I’m not sure exactly what to make of her critique, much less of the message of this movie. According to the critic’s MetaScore, this movie ranked 37th out of all 38 movies in this year’s Oscar list, just above the Maleficent movie. So maybe she has a point. When I researched the movie looking for reviews from my normal list of eight or so reviewers, I found only one (from RogerEbert.com, Mark Dujsik) – none of my other usual sources even bothered to review the film. So did reviewers even actually watch the thing? Or did they dismiss it out of hand? That’s a difficult question to answer, but tends to support Dawson’s argument that movies like this are unfairly ignored.
But, just maybe, there is something else going on here. The IMDB audience rating gave Breakthrough just a 6.2 (out of ten) rating, based on nearly 8000 votes. Significantly, general audiences placed this movie at the absolute bottom of all 38 movies this year, even below the Maleficent movie! And these are the unpaid movie-viewers, not the paid critics.

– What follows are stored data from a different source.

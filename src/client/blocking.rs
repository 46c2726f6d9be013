//! Blocking catalog client
//!
//! Wraps the async engine and drives each call to completion on a
//! private current-thread runtime, so callers without an async runtime
//! of their own get the same behavior from plain function calls. The
//! façade bodies live in [`super`]; nothing is duplicated here beyond
//! the `block_on` shims.

use std::sync::Arc;
use std::time::Duration;

use tokio::runtime::Runtime;

use crate::cache::Cache;
use crate::error::{Error, Result};
use crate::filters::{
    DeviceFilters, DeviceLookup, MaintainerFilters, MaintainerLookup, ReleaseFilters,
    ReleaseLookup, UpdateFilters,
};
use crate::models::{Device, Devices, Maintainer, Maintainers, Oems, Release, Releases, Updates};
use crate::transport::{HttpTransport, Transport, TransportMode};

/// Blocking client for the OrangeFox release catalog.
///
/// Every operation runs to completion on the caller's thread. The
/// transport's connection state is released when the client is dropped.
///
/// ```no_run
/// use orangefox_api::blocking::OrangeFoxClient;
/// use orangefox_api::filters::DeviceFilters;
///
/// # fn run() -> orangefox_api::Result<()> {
/// let client = OrangeFoxClient::new()?;
/// let devices = client.devices(Some(&DeviceFilters::new().oem_name("Xiaomi")))?;
/// for device in &devices {
///     println!("{}  {}", device.codename, device.full_name);
/// }
/// # Ok(())
/// # }
/// ```
pub struct OrangeFoxClient<T: Transport = HttpTransport> {
    inner: super::OrangeFoxClient<T>,
    runtime: Runtime,
}

impl OrangeFoxClient {
    /// Create a client against the public catalog, without a cache.
    pub fn new() -> Result<Self> {
        Self::builder().build()
    }

    /// Start configuring a client.
    pub fn builder() -> ClientBuilder {
        ClientBuilder::new()
    }
}

impl<T: Transport> OrangeFoxClient<T> {
    /// List devices matching `filters`.
    pub fn devices(&self, filters: Option<&DeviceFilters>) -> Result<Devices> {
        self.runtime.block_on(self.inner.devices(filters))
    }

    /// Look up a single device, `None` when nothing matches.
    pub fn device(&self, lookup: &DeviceLookup) -> Result<Option<Device>> {
        self.runtime.block_on(self.inner.device(lookup))
    }

    /// List every OEM with devices in the catalog.
    pub fn oems(&self) -> Result<Oems> {
        self.runtime.block_on(self.inner.oems())
    }

    /// List maintainers matching `filters`.
    pub fn maintainers(&self, filters: Option<&MaintainerFilters>) -> Result<Maintainers> {
        self.runtime.block_on(self.inner.maintainers(filters))
    }

    /// Look up a single maintainer, `None` when nothing matches.
    pub fn maintainer(&self, lookup: &MaintainerLookup) -> Result<Option<Maintainer>> {
        self.runtime.block_on(self.inner.maintainer(lookup))
    }

    /// List releases matching `filters`.
    pub fn releases(&self, filters: Option<&ReleaseFilters>) -> Result<Releases> {
        self.runtime.block_on(self.inner.releases(filters))
    }

    /// Look up a single release, `None` when nothing matches.
    pub fn release(&self, lookup: &ReleaseLookup) -> Result<Option<Release>> {
        self.runtime.block_on(self.inner.release(lookup))
    }

    /// List releases published after the release `last_known_id`.
    pub fn updates(&self, last_known_id: &str, filters: Option<&UpdateFilters>) -> Result<Updates> {
        self.runtime
            .block_on(self.inner.updates(last_known_id, filters))
    }

    /// Check that the service is alive. Never cached.
    pub fn ping(&self) -> Result<bool> {
        self.runtime.block_on(self.inner.ping())
    }
}

/// Configuration for the blocking [`OrangeFoxClient`].
///
/// Same knobs as the async builder, plus TLS-certificate verification
/// toggling on the default transport.
pub struct ClientBuilder {
    inner: super::ClientBuilder,
    verify_tls: bool,
}

impl ClientBuilder {
    pub(crate) fn new() -> Self {
        Self {
            inner: super::ClientBuilder::new(),
            verify_tls: true,
        }
    }

    /// Point the client at a different host. Trailing slashes are
    /// trimmed; endpoint paths supply their own.
    pub fn host(mut self, host: impl Into<String>) -> Self {
        self.inner = self.inner.host(host);
        self
    }

    /// Attach a response cache.
    pub fn cache(mut self, cache: Arc<dyn Cache>) -> Self {
        self.inner = self.inner.cache(cache);
        self
    }

    /// Override how long cached responses stay valid.
    pub fn cache_ttl(mut self, ttl: Duration) -> Self {
        self.inner = self.inner.cache_ttl(ttl);
        self
    }

    /// Skip TLS certificate verification. Only turn this off against
    /// hosts you control.
    pub fn verify_tls(mut self, verify_tls: bool) -> Self {
        self.verify_tls = verify_tls;
        self
    }

    /// Build against the default HTTP transport.
    pub fn build(self) -> Result<OrangeFoxClient> {
        let transport = HttpTransport::with_options(TransportMode::Blocking, self.verify_tls)?;
        self.build_with_transport(transport)
    }

    /// Build against a caller-supplied transport.
    pub fn build_with_transport<T: Transport>(self, transport: T) -> Result<OrangeFoxClient<T>> {
        let runtime = tokio::runtime::Builder::new_current_thread()
            .enable_all()
            .build()
            .map_err(|e| Error::Client(e.to_string()))?;

        Ok(OrangeFoxClient {
            inner: self.inner.build_with_transport(transport),
            runtime,
        })
    }
}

The problem, I think, is that this movie is manipulative and overbearing in its message. As critic Dujsik wrote “This movie only offers sympathy towards those with the ‘right’ kind of faith. For everyone else, it offers pity, disdain or impatience…(It is) less a story than it is a sermon, aimed directly at the choir and nobody else.” The movie affects you – you need a Kleenex or two. But after stepping back from the movie, I felt a bit of resentment at how heavy the hammer was.
In my view, there is much in this world that we do not fully understand. There is I think, as Eastern religions profess, a delicate and profound field of energy that connects all things (Chi ?). We are only at the beginnings of understanding how that field interacts with the matter of our everyday existence. Our brains are involved at the crux of that interaction and yet we understand so little about how that works. Is it possible that, against all odds, that one kid, with the urging of a loving mother, and the wide support of the minds of many others, could heal the damage checked by a cold body? Sure it is. Is that God working through faith? Maybe. Or, maybe, it is something much much bigger…
The movie, like much of organized religion, doesn’t allow us to go there. Breakthrough is a tear jerker. But know that you are being led down one particular path. For that I can only give it 2 Stars.
2 thoughts on “Breakthrough”
If you can’t say anything nice, then don’t say anything (at all). So, this is me not saying anything (at all) about all the words used to describe a 2-star movie.